Joseph Andrew Unanue was born in Brooklyn. He served in the Army in World War II and was awarded a Bronze Star. After the war he attended the Catholic University of America and graduated with an engineering degree before joining the family business.
“We had a hard time convincing the chain stores that the Hispanics pay with money,” he said in a 2004 interview with the Smithsonian’s National Museum of American History, which was recognizing him as part of an exhibit about Latino achievement.
Andy Unanue said some supermarkets were initially reluctant to give Goya shelf space alongside more mainstream items and, instead, offered the company a separate section for its goods. “Instead of refusing the lesser offer, he used it to the company’s advantage and took it,” he said. “We still have some stores that have Goya sections, and that is because of my dad.”
The company was founded as a storefront business in Lower Manhattan by Prudencio Unanue, who had moved to the United States from Puerto Rico after emigrating there from his native Spain as a young man.
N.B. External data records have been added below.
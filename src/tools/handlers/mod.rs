//! Tool handlers for the shopping backend, grouped by domain.

pub mod address;
pub mod auth;
pub mod cart;
pub mod catalog;
pub mod common;
pub mod health;
pub mod orders;

use crate::tools::registry::ToolRegistry;
use crate::types::Result;

/// Register every shopping tool. Order here is the order `tools/list` reports.
pub fn register_all(registry: &mut ToolRegistry) -> Result<()> {
    auth::register(registry)?;
    catalog::register(registry)?;
    cart::register(registry)?;
    address::register(registry)?;
    orders::register(registry)?;
    health::register(registry)?;
    Ok(())
}
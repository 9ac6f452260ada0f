//! Newline-delimited JSON-RPC over a byte stream (stdin/stdout in the binary).
//!
//! One message per line. Requests are handled strictly in order: the next line
//! is not read until the previous reply has been written.

use tokio::io::{AsyncBufRead, AsyncBufReadExt, AsyncReadExt, AsyncWrite, AsyncWriteExt};
use tokio_util::sync::CancellationToken;

use super::protocol::rpc_error;
use super::router::McpRouter;
use crate::types::{TransportConfig, RPC_INVALID_REQUEST};

/// Outcome of reading one line.
enum Line {
    Message(Vec<u8>),
    TooLarge(usize),
    Eof,
}

/// Read one line of at most `max_bytes` (newline excluded). Oversized lines
/// are consumed up to their newline and reported, not buffered.
async fn read_line<R: AsyncBufRead + Unpin>(
    reader: &mut R,
    max_bytes: usize,
) -> std::io::Result<Line> {
    let mut buf = Vec::new();
    let limit = max_bytes as u64 + 1;
    let n = (&mut *reader).take(limit).read_until(b'\n', &mut buf).await?;
    if n == 0 {
        return Ok(Line::Eof);
    }
    if buf.last() == Some(&b'\n') {
        buf.pop();
        if buf.last() == Some(&b'\r') {
            buf.pop();
        }
        return Ok(Line::Message(buf));
    }
    if buf.len() <= max_bytes {
        // final line without a trailing newline
        return Ok(Line::Message(buf));
    }

    let mut total = buf.len();
    loop {
        buf.clear();
        let n = (&mut *reader).take(limit).read_until(b'\n', &mut buf).await?;
        total += n;
        if n == 0 || buf.last() == Some(&b'\n') {
            return Ok(Line::TooLarge(total));
        }
    }
}

async fn write_message<W: AsyncWrite + Unpin>(
    writer: &mut W,
    message: &serde_json::Value,
) -> std::io::Result<()> {
    let mut bytes = serde_json::to_vec(message)?;
    bytes.push(b'\n');
    writer.write_all(&bytes).await?;
    writer.flush().await
}

/// Line-framed MCP server.
#[derive(Debug)]
pub struct StdioServer {
    router: McpRouter,
    config: TransportConfig,
    cancel: CancellationToken,
}

impl StdioServer {
    pub fn new(router: McpRouter, config: TransportConfig) -> Self {
        Self {
            router,
            config,
            cancel: CancellationToken::new(),
        }
    }

    /// Token that stops `serve` when cancelled.
    pub fn cancellation_token(&self) -> CancellationToken {
        self.cancel.clone()
    }

    /// Request graceful shutdown.
    pub fn shutdown(&self) {
        self.cancel.cancel();
    }

    /// Serve until EOF, cancellation, or an I/O error.
    pub async fn serve<R, W>(&self, mut reader: R, mut writer: W) -> std::io::Result<()>
    where
        R: AsyncBufRead + Unpin,
        W: AsyncWrite + Unpin,
    {
        tracing::info!(
            max_message_bytes = self.config.max_message_bytes,
            "mcp_server_started"
        );

        loop {
            let line = tokio::select! {
                _ = self.cancel.cancelled() => {
                    tracing::info!("mcp_server_cancelled");
                    break;
                }
                line = read_line(&mut reader, self.config.max_message_bytes) => line?,
            };

            let reply = match line {
                Line::Eof => {
                    tracing::info!("mcp_server_eof");
                    break;
                }
                Line::TooLarge(size) => {
                    tracing::warn!(size, "mcp_message_too_large");
                    Some(rpc_error(
                        serde_json::Value::Null,
                        RPC_INVALID_REQUEST,
                        format!(
                            "Message too large: {} bytes (max {})",
                            size, self.config.max_message_bytes
                        ),
                    ))
                }
                Line::Message(bytes) => {
                    let text = String::from_utf8_lossy(&bytes);
                    if text.trim().is_empty() {
                        continue;
                    }
                    self.router.handle_message(&text).await
                }
            };

            if let Some(reply) = reply {
                write_message(&mut writer, &reply).await?;
            }
        }
        Ok(())
    }
}
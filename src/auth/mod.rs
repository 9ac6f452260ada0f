//! Authentication state held by the server process.

mod pending;

pub use pending::{PendingAuth, PendingAuthStore, PendingLookup};
#[cfg(test)]
mod tests {
    use super::*;
    use crate::auth::PendingAuthStore;
    use crate::client::MockApiClient;
    use crate::types::{Error, ToolsConfig};
    use std::sync::Arc;
    use std::time::Duration;

    fn ctx(mock: MockApiClient) -> ToolContext {
        ToolContext::new(
            Arc::new(mock),
            Arc::new(PendingAuthStore::new(Duration::from_secs(60))),
            ToolsConfig::default(),
        )
    }

    fn logged_in() -> MockApiClient {
        let mut mock = MockApiClient::new();
        mock.expect_is_authenticated().returning(|| true);
        mock
    }

    #[tokio::test]
    async fn test_track_order_reports_status() {
        let mut mock = logged_in();
        mock.expect_track_order()
            .withf(|id| id == "o1")
            .returning(|_| Ok(json!({"status": "out_for_delivery", "rider": {"name": "Ravi"}})));

        let env = TrackOrder
            .call(&ctx(mock), Params::new(json!({"order_id": "o1"})))
            .await
            .unwrap();
        assert!(env.success);
        assert_eq!(env.message, "Order o1 status: out for delivery.");
        assert_eq!(env.data.unwrap()["rider"]["name"], "Ravi");
    }

    #[tokio::test]
    async fn test_unknown_order_is_friendly() {
        let mut mock = logged_in();
        mock.expect_get_order()
            .returning(|_| Err(Error::api(404, "Order not found")));

        let env = GetOrderDetails
            .call(&ctx(mock), Params::new(json!({"order_id": "nope"})))
            .await
            .unwrap();
        assert!(!env.success);
        assert!(env.message.contains("get_order_history"));
    }

    #[tokio::test]
    async fn test_payment_mode_is_validated() {
        let mut mock = logged_in();
        mock.expect_set_payment_mode().never();
        let err = SetPaymentMode
            .call(
                &ctx(mock),
                Params::new(json!({"order_id": "o1", "payment_mode": "card"})),
            )
            .await
            .unwrap_err();
        assert!(matches!(err, Error::Validation(_)));
    }

    #[tokio::test]
    async fn test_payment_mode_asks_for_login_before_validating() {
        let mut mock = MockApiClient::new();
        mock.expect_is_authenticated().returning(|| false);
        mock.expect_set_payment_mode().never();

        let env = SetPaymentMode
            .call(
                &ctx(mock),
                Params::new(json!({"order_id": "o1", "payment_mode": "card"})),
            )
            .await
            .unwrap();
        assert!(!env.success);
        assert!(env.message.contains("login_user"));
    }

    #[tokio::test]
    async fn test_history_asks_for_login_before_validating() {
        let mut mock = MockApiClient::new();
        mock.expect_is_authenticated().returning(|| false);
        mock.expect_get_orders().never();

        let env = GetOrderHistory
            .call(&ctx(mock), Params::new(json!({"page": 0, "limit": 10})))
            .await
            .unwrap();
        assert!(!env.success);
        assert!(env.message.contains("login_user"));
    }

    #[tokio::test]
    async fn test_dot_segment_order_id_is_rejected() {
        let mut mock = logged_in();
        mock.expect_cancel_order().never();
        mock.expect_get_order().never();
        let ctx = ctx(mock);

        let err = CancelOrder
            .call(&ctx, Params::new(json!({"order_id": ".."})))
            .await
            .unwrap_err();
        assert!(matches!(err, Error::Validation(_)));

        let err = GetOrderDetails
            .call(&ctx, Params::new(json!({"order_id": ""})))
            .await
            .unwrap_err();
        assert!(matches!(err, Error::Validation(_)));
    }

    #[tokio::test]
    async fn test_cancel_drops_blank_reason() {
        let mut mock = logged_in();
        mock.expect_cancel_order()
            .withf(|id, reason| id == "o1" && reason.is_none())
            .times(1)
            .returning(|_, _| Ok(json!({"status": "cancelled"})));

        let env = CancelOrder
            .call(&ctx(mock), Params::new(json!({"order_id": "o1", "reason": "  "})))
            .await
            .unwrap();
        assert!(env.success);
    }

    #[tokio::test]
    async fn test_order_tools_require_login() {
        let mut mock = MockApiClient::new();
        mock.expect_is_authenticated().returning(|| false);
        mock.expect_process_payment().never();

        let env = ProcessPayment
            .call(&ctx(mock), Params::new(json!({"order_id": "o1"})))
            .await
            .unwrap();
        assert!(!env.success);
        assert!(env.message.contains("login_user"));
    }
}
//! Application error types.
//!
//! All errors use `thiserror` for automatic Error trait derivation and provide
//! clear error messages with context. The text of an error ends up verbatim in
//! the `Tool execution failed: …` envelope, so variants keep their wording
//! short and readable by a language model.

use thiserror::Error;

/// Application result type.
pub type Result<T> = std::result::Result<T, Error>;

/// JSON-RPC: invalid JSON received.
pub const RPC_PARSE_ERROR: i32 = -32700;
/// JSON-RPC: request object is not valid.
pub const RPC_INVALID_REQUEST: i32 = -32600;
/// JSON-RPC: method does not exist.
pub const RPC_METHOD_NOT_FOUND: i32 = -32601;
/// JSON-RPC: invalid method parameters.
pub const RPC_INVALID_PARAMS: i32 = -32602;
/// JSON-RPC: internal error.
pub const RPC_INTERNAL_ERROR: i32 = -32603;

/// Main error enum for the tool server.
#[derive(Error, Debug)]
pub enum Error {
    /// Caller-supplied input is malformed or out of range.
    #[error("validation error: {0}")]
    Validation(String),

    /// Resource not found locally (unknown method, unknown code).
    #[error("not found: {0}")]
    NotFound(String),

    /// No usable session with the backend.
    #[error("not authenticated: {0}")]
    Unauthenticated(String),

    /// The backend answered, but with an error status or `success: false`.
    #[error("API error ({status}): {message}")]
    Api { status: u16, message: String },

    /// The backend could not be reached or the exchange broke mid-way.
    #[error("transport error: {0}")]
    Transport(String),

    /// The backend did not answer within the configured timeout.
    #[error("timeout: {0}")]
    Timeout(String),

    /// Configuration could not be loaded or is inconsistent.
    #[error("configuration error: {0}")]
    Config(String),

    /// Internal errors (handler panics, invariant violations).
    #[error("internal error: {0}")]
    Internal(String),

    /// Serialization/deserialization errors.
    #[error("serialization error: {0}")]
    Serialization(#[from] serde_json::Error),

    /// I/O errors.
    #[error("io error: {0}")]
    Io(#[from] std::io::Error),
}

impl Error {
    /// HTTP status reported by the backend, if this error came from it.
    pub fn status(&self) -> Option<u16> {
        match self {
            Error::Api { status, .. } => Some(*status),
            Error::Unauthenticated(_) => Some(401),
            _ => None,
        }
    }

    /// True when the backend rejected the session token.
    pub fn is_unauthorized(&self) -> bool {
        self.status() == Some(401)
    }

    /// True when the backend reported a missing resource.
    pub fn is_not_found(&self) -> bool {
        matches!(self, Error::NotFound(_)) || self.status() == Some(404)
    }

    /// Convert to a JSON-RPC error code.
    pub fn to_rpc_code(&self) -> i32 {
        match self {
            Error::Validation(_) => RPC_INVALID_PARAMS,
            Error::NotFound(_) => RPC_METHOD_NOT_FOUND,
            Error::Serialization(_) => RPC_PARSE_ERROR,
            Error::Unauthenticated(_)
            | Error::Api { .. }
            | Error::Transport(_)
            | Error::Timeout(_)
            | Error::Config(_)
            | Error::Internal(_)
            | Error::Io(_) => RPC_INTERNAL_ERROR,
        }
    }
}

// Convenience constructors
impl Error {
    pub fn validation(msg: impl Into<String>) -> Self {
        Self::Validation(msg.into())
    }

    pub fn not_found(msg: impl Into<String>) -> Self {
        Self::NotFound(msg.into())
    }

    pub fn unauthenticated(msg: impl Into<String>) -> Self {
        Self::Unauthenticated(msg.into())
    }

    pub fn api(status: u16, msg: impl Into<String>) -> Self {
        Self::Api {
            status,
            message: msg.into(),
        }
    }

    pub fn transport(msg: impl Into<String>) -> Self {
        Self::Transport(msg.into())
    }

    pub fn timeout(msg: impl Into<String>) -> Self {
        Self::Timeout(msg.into())
    }

    pub fn config(msg: impl Into<String>) -> Self {
        Self::Config(msg.into())
    }

    pub fn internal(msg: impl Into<String>) -> Self {
        Self::Internal(msg.into())
    }
}

impl From<reqwest::Error> for Error {
    fn from(err: reqwest::Error) -> Self {
        if err.is_timeout() {
            Error::timeout(err.to_string())
        } else if err.is_decode() {
            Error::transport(format!("unreadable response body: {}", err))
        } else if let Some(status) = err.status() {
            Error::api(status.as_u16(), err.to_string())
        } else {
            Error::transport(err.to_string())
        }
    }
}
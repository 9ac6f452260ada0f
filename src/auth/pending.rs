//! Outstanding browser authorizations.
//!
//! A code is recorded when `login_user` starts a browser authorization and is
//! removed once the backend reports it approved or denied. Codes also expire:
//! expired entries are purged on every access and by an optional sweeper task.

use chrono::{DateTime, Utc};
use std::collections::HashMap;
use std::sync::Arc;
use std::time::Duration;
use tokio::sync::Mutex;
use tokio::time::interval;
use tokio_util::sync::CancellationToken;

use crate::types::AuthCode;

/// A browser authorization awaiting the user.
#[derive(Debug, Clone, PartialEq)]
pub struct PendingAuth {
    pub code: AuthCode,
    pub auth_url: String,
    pub created_at: DateTime<Utc>,
    pub expires_at: DateTime<Utc>,
}

impl PendingAuth {
    pub fn is_expired_at(&self, now: DateTime<Utc>) -> bool {
        now >= self.expires_at
    }

    /// Whole seconds left before expiry (zero once expired).
    pub fn remaining_secs(&self, now: DateTime<Utc>) -> u64 {
        (self.expires_at - now).num_seconds().max(0) as u64
    }
}

/// Result of looking a code up.
#[derive(Debug, Clone, PartialEq)]
pub enum PendingLookup {
    Active(PendingAuth),
    Expired,
    Unknown,
}

/// Process-wide store of pending authorization codes.
#[derive(Debug)]
pub struct PendingAuthStore {
    ttl: Duration,
    entries: Mutex<HashMap<AuthCode, PendingAuth>>,
}

impl PendingAuthStore {
    /// `ttl` caps how long any code is honoured, whatever the backend says.
    pub fn new(ttl: Duration) -> Self {
        Self {
            ttl,
            entries: Mutex::new(HashMap::new()),
        }
    }

    /// Record a freshly issued code.
    pub async fn insert(
        &self,
        code: AuthCode,
        auth_url: String,
        backend_expires_in: Option<u64>,
    ) -> PendingAuth {
        self.insert_at(code, auth_url, backend_expires_in, Utc::now())
            .await
    }

    async fn insert_at(
        &self,
        code: AuthCode,
        auth_url: String,
        backend_expires_in: Option<u64>,
        now: DateTime<Utc>,
    ) -> PendingAuth {
        let lifetime = match backend_expires_in {
            Some(secs) => self.ttl.min(Duration::from_secs(secs)),
            None => self.ttl,
        };
        let lifetime = chrono::Duration::from_std(lifetime).unwrap_or(chrono::Duration::zero());

        let pending = PendingAuth {
            code: code.clone(),
            auth_url,
            created_at: now,
            expires_at: now + lifetime,
        };

        let mut entries = self.entries.lock().await;
        Self::purge_locked(&mut entries, now);
        entries.insert(code, pending.clone());
        pending
    }

    /// Look a code up. Distinguishes a code that expired from one never issued.
    pub async fn lookup(&self, code: &AuthCode) -> PendingLookup {
        self.lookup_at(code, Utc::now()).await
    }

    async fn lookup_at(&self, code: &AuthCode, now: DateTime<Utc>) -> PendingLookup {
        let mut entries = self.entries.lock().await;
        if let Some(pending) = entries.get(code) {
            if pending.is_expired_at(now) {
                entries.remove(code);
                Self::purge_locked(&mut entries, now);
                return PendingLookup::Expired;
            }
        }
        Self::purge_locked(&mut entries, now);
        match entries.get(code) {
            Some(pending) => PendingLookup::Active(pending.clone()),
            None => PendingLookup::Unknown,
        }
    }

    /// Forget a code (approved, denied, or superseded).
    pub async fn remove(&self, code: &AuthCode) -> Option<PendingAuth> {
        self.entries.lock().await.remove(code)
    }

    /// Number of codes currently tracked (expired ones included until purged).
    pub async fn len(&self) -> usize {
        self.entries.lock().await.len()
    }

    pub async fn is_empty(&self) -> bool {
        self.entries.lock().await.is_empty()
    }

    /// Drop every expired code. Returns how many were removed.
    pub async fn purge_expired(&self) -> usize {
        let mut entries = self.entries.lock().await;
        Self::purge_locked(&mut entries, Utc::now())
    }

    fn purge_locked(entries: &mut HashMap<AuthCode, PendingAuth>, now: DateTime<Utc>) -> usize {
        let before = entries.len();
        entries.retain(|_, pending| !pending.is_expired_at(now));
        before - entries.len()
    }

    /// Periodically purge expired codes until `cancel` fires.
    pub fn spawn_sweeper(
        store: Arc<Self>,
        every: Duration,
        cancel: CancellationToken,
    ) -> tokio::task::JoinHandle<()> {
        tokio::spawn(async move {
            let mut ticker = interval(every);

            loop {
                tokio::select! {
                    _ = ticker.tick() => {
                        let removed = store.purge_expired().await;
                        if removed > 0 {
                            tracing::debug!(removed, "pending_auth_swept");
                        }
                    }
                    _ = cancel.cancelled() => {
                        tracing::debug!("pending_auth_sweeper_stopped");
                        break;
                    }
                }
            }
        })
    }
}
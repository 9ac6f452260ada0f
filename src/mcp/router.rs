//! MCP method router. Routes by JSON-RPC method, delegates tool calls to the
//! dispatcher.

use serde_json::{json, Value};

use super::protocol::{rpc_error, rpc_success, JsonRpcRequest, PROTOCOL_VERSION};
use crate::tools::Dispatcher;
use crate::types::{Error, Result, ServerConfig, RPC_INVALID_REQUEST, RPC_PARSE_ERROR};

#[derive(Debug)]
pub struct McpRouter {
    dispatcher: Dispatcher,
    server: ServerConfig,
}

impl McpRouter {
    pub fn new(dispatcher: Dispatcher, server: ServerConfig) -> Self {
        Self { dispatcher, server }
    }

    pub fn dispatcher(&self) -> &Dispatcher {
        &self.dispatcher
    }

    /// Handle one raw message. Returns `None` when no reply is due.
    pub async fn handle_message(&self, raw: &str) -> Option<Value> {
        let value: Value = match serde_json::from_str(raw) {
            Ok(v) => v,
            Err(e) => {
                tracing::warn!(error = %e, "rpc_parse_error");
                return Some(rpc_error(
                    Value::Null,
                    RPC_PARSE_ERROR,
                    format!("Parse error: {}", e),
                ));
            }
        };
        let id = value.get("id").cloned().unwrap_or(Value::Null);
        let request: JsonRpcRequest = match serde_json::from_value(value) {
            Ok(r) => r,
            Err(e) => {
                return Some(rpc_error(
                    id,
                    RPC_INVALID_REQUEST,
                    format!("Invalid request: {}", e),
                ))
            }
        };
        self.handle(request).await
    }

    /// Handle a parsed request. Notifications are processed but never answered.
    pub async fn handle(&self, request: JsonRpcRequest) -> Option<Value> {
        tracing::debug!(method = %request.method, "rpc_request");
        if request.method.starts_with("notifications/") {
            return None;
        }

        let notification = request.is_notification();
        let id = request.id.clone().unwrap_or(Value::Null);
        let response = match self.route(&request.method, request.params).await {
            Ok(result) => rpc_success(id, result),
            Err(err) => {
                tracing::warn!(method = %request.method, error = %err, "rpc_error");
                rpc_error(id, err.to_rpc_code(), err.to_string())
            }
        };
        (!notification).then_some(response)
    }

    async fn route(&self, method: &str, params: Option<Value>) -> Result<Value> {
        match method {
            "initialize" => Ok(self.initialize()),
            "ping" => Ok(json!({})),
            "tools/list" => Ok(self.tools_list()),
            "tools/call" => self.tools_call(params.unwrap_or(Value::Null)).await,
            _ => Err(Error::not_found(format!("Method not found: {}", method))),
        }
    }

    fn initialize(&self) -> Value {
        json!({
            "protocolVersion": PROTOCOL_VERSION,
            "capabilities": {
                "tools": { "listChanged": false }
            },
            "serverInfo": {
                "name": self.server.name,
                "version": self.server.version,
            },
            "instructions": self.server.instructions,
        })
    }

    fn tools_list(&self) -> Value {
        let tools: Vec<Value> = self
            .dispatcher
            .list_tools()
            .into_iter()
            .map(|def| {
                json!({
                    "name": def.name,
                    "description": def.description,
                    "inputSchema": def.input_schema(),
                })
            })
            .collect();
        json!({ "tools": tools })
    }

    async fn tools_call(&self, params: Value) -> Result<Value> {
        let name = params
            .get("name")
            .and_then(Value::as_str)
            .ok_or_else(|| Error::validation("Missing required field: name"))?;
        let arguments = params.get("arguments").cloned().unwrap_or(Value::Null);

        let envelope = self.dispatcher.dispatch(name, arguments).await;
        // Images lead, the envelope text closes the content list.
        let mut content: Vec<Value> = envelope.images.iter().map(|i| i.to_content()).collect();
        content.push(json!({ "type": "text", "text": envelope.to_text() }));
        Ok(json!({ "content": content }))
    }
}

#[cfg(test)]
mod tests {
    use super::*;
    use crate::auth::PendingAuthStore;
    use crate::client::MockApiClient;
    use crate::envelope::ImageContent;
    use crate::tools::{default_registry, ToolContext};
    use crate::types::{ToolsConfig, RPC_INVALID_PARAMS, RPC_METHOD_NOT_FOUND};
    use std::sync::Arc;
    use std::time::Duration;

    fn router(mock: MockApiClient) -> McpRouter {
        let ctx = ToolContext::new(
            Arc::new(mock),
            Arc::new(PendingAuthStore::new(Duration::from_secs(60))),
            ToolsConfig::default(),
        );
        McpRouter::new(
            Dispatcher::new(default_registry().unwrap(), ctx),
            ServerConfig::default(),
        )
    }

    #[tokio::test]
    async fn test_initialize() {
        let resp = router(MockApiClient::new())
            .handle_message(r#"{"jsonrpc":"2.0","id":1,"method":"initialize","params":{}}"#)
            .await
            .unwrap();
        assert_eq!(resp["id"], 1);
        assert_eq!(resp["result"]["protocolVersion"], PROTOCOL_VERSION);
        assert_eq!(resp["result"]["serverInfo"]["name"], "minutes-mcp");
        assert!(resp["result"]["capabilities"]["tools"].is_object());
    }

    #[tokio::test]
    async fn test_notification_has_no_reply() {
        let resp = router(MockApiClient::new())
            .handle_message(r#"{"jsonrpc":"2.0","method":"notifications/initialized"}"#)
            .await;
        assert!(resp.is_none());
    }

    #[tokio::test]
    async fn test_tools_list_advertises_schemas() {
        let resp = router(MockApiClient::new())
            .handle_message(r#"{"jsonrpc":"2.0","id":2,"method":"tools/list"}"#)
            .await
            .unwrap();
        let tools = resp["result"]["tools"].as_array().unwrap();
        assert_eq!(tools.len(), 29);
        let search = tools.iter().find(|t| t["name"] == "search_products").unwrap();
        assert_eq!(search["inputSchema"]["required"][0], "query");
    }

    #[tokio::test]
    async fn test_tools_call_wraps_envelope_as_text() {
        let resp = router(MockApiClient::new())
            .handle_message(
                r#"{"jsonrpc":"2.0","id":3,"method":"tools/call","params":{"name":"nonexistent_tool","arguments":{}}}"#,
            )
            .await
            .unwrap();
        let content = &resp["result"]["content"][0];
        assert_eq!(content["type"], "text");
        let envelope: Value = serde_json::from_str(content["text"].as_str().unwrap()).unwrap();
        assert_eq!(envelope["success"], false);
        assert!(envelope["message"].as_str().unwrap().contains("login_user"));
    }

    #[tokio::test]
    async fn test_tools_call_puts_images_before_text() {
        let mut mock = MockApiClient::new();
        mock.expect_get_product().returning(|_| {
            Ok(serde_json::from_value(json!({
                "_id": "p1", "name": "Amul Milk", "price": 27, "mrp": 30, "image": "/img/p1.png"
            }))
            .unwrap())
        });
        mock.expect_fetch_image()
            .returning(|_| Ok(ImageContent::new("iVBORw0=", "image/png")));

        let resp = router(mock)
            .handle_message(
                r#"{"jsonrpc":"2.0","id":4,"method":"tools/call","params":{"name":"show_product_image","arguments":{"product_id":"p1"}}}"#,
            )
            .await
            .unwrap();
        let content = resp["result"]["content"].as_array().unwrap();
        assert_eq!(content.len(), 2);
        assert_eq!(
            content[0],
            json!({"type": "image", "data": "iVBORw0=", "mimeType": "image/png"})
        );
        assert_eq!(content[1]["type"], "text");
        let envelope: Value = serde_json::from_str(content[1]["text"].as_str().unwrap()).unwrap();
        assert_eq!(envelope["success"], true);
    }

    #[tokio::test]
    async fn test_protocol_errors() {
        let r = router(MockApiClient::new());

        let resp = r.handle_message("{not json").await.unwrap();
        assert_eq!(resp["error"]["code"], RPC_PARSE_ERROR);

        let resp = r
            .handle_message(r#"{"jsonrpc":"2.0","id":4,"method":"resources/list"}"#)
            .await
            .unwrap();
        assert_eq!(resp["error"]["code"], RPC_METHOD_NOT_FOUND);

        let resp = r
            .handle_message(r#"{"jsonrpc":"2.0","id":5,"method":"tools/call","params":{}}"#)
            .await
            .unwrap();
        assert_eq!(resp["error"]["code"], RPC_INVALID_PARAMS);

        let resp = r.handle_message(r#"{"jsonrpc":"2.0","id":6}"#).await.unwrap();
        assert_eq!(resp["error"]["code"], RPC_INVALID_REQUEST);
        assert_eq!(resp["id"], 6);
    }
}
He died in 1976, leaving the company to his sons, Joseph, Charles, Francisco, and Anthony.
Joseph Unanue was named chief executive in the mid-1970s and had increased revenue to more than $1 billion, from $20 million, by the time he left in 2004. Under his watch, Goya struck up a relationship with Walmart and a number of grocery chains.
He is also credited with coining the company’s advertising slogan, “Goya — oh boya!”
Mr. Unanue and his son, who became chief operating officer, left Goya Foods after a disagreement with other family members about the company’s direction. Still, Mr. Unanue, a major shareholder, retained a seat on the board. He was also an adviser to the private equity firm that Andy Unanue started after leaving Goya.
In addition to his son and his wife of 58 years, Carmen, Mr. Unanue leaves three daughters, Mimi Unanue Guggenheim, Maribel Unanue, and Mari Unanue. Another son, Joseph F., died in 1998, and a daughter, Mary Ann, died in 2009.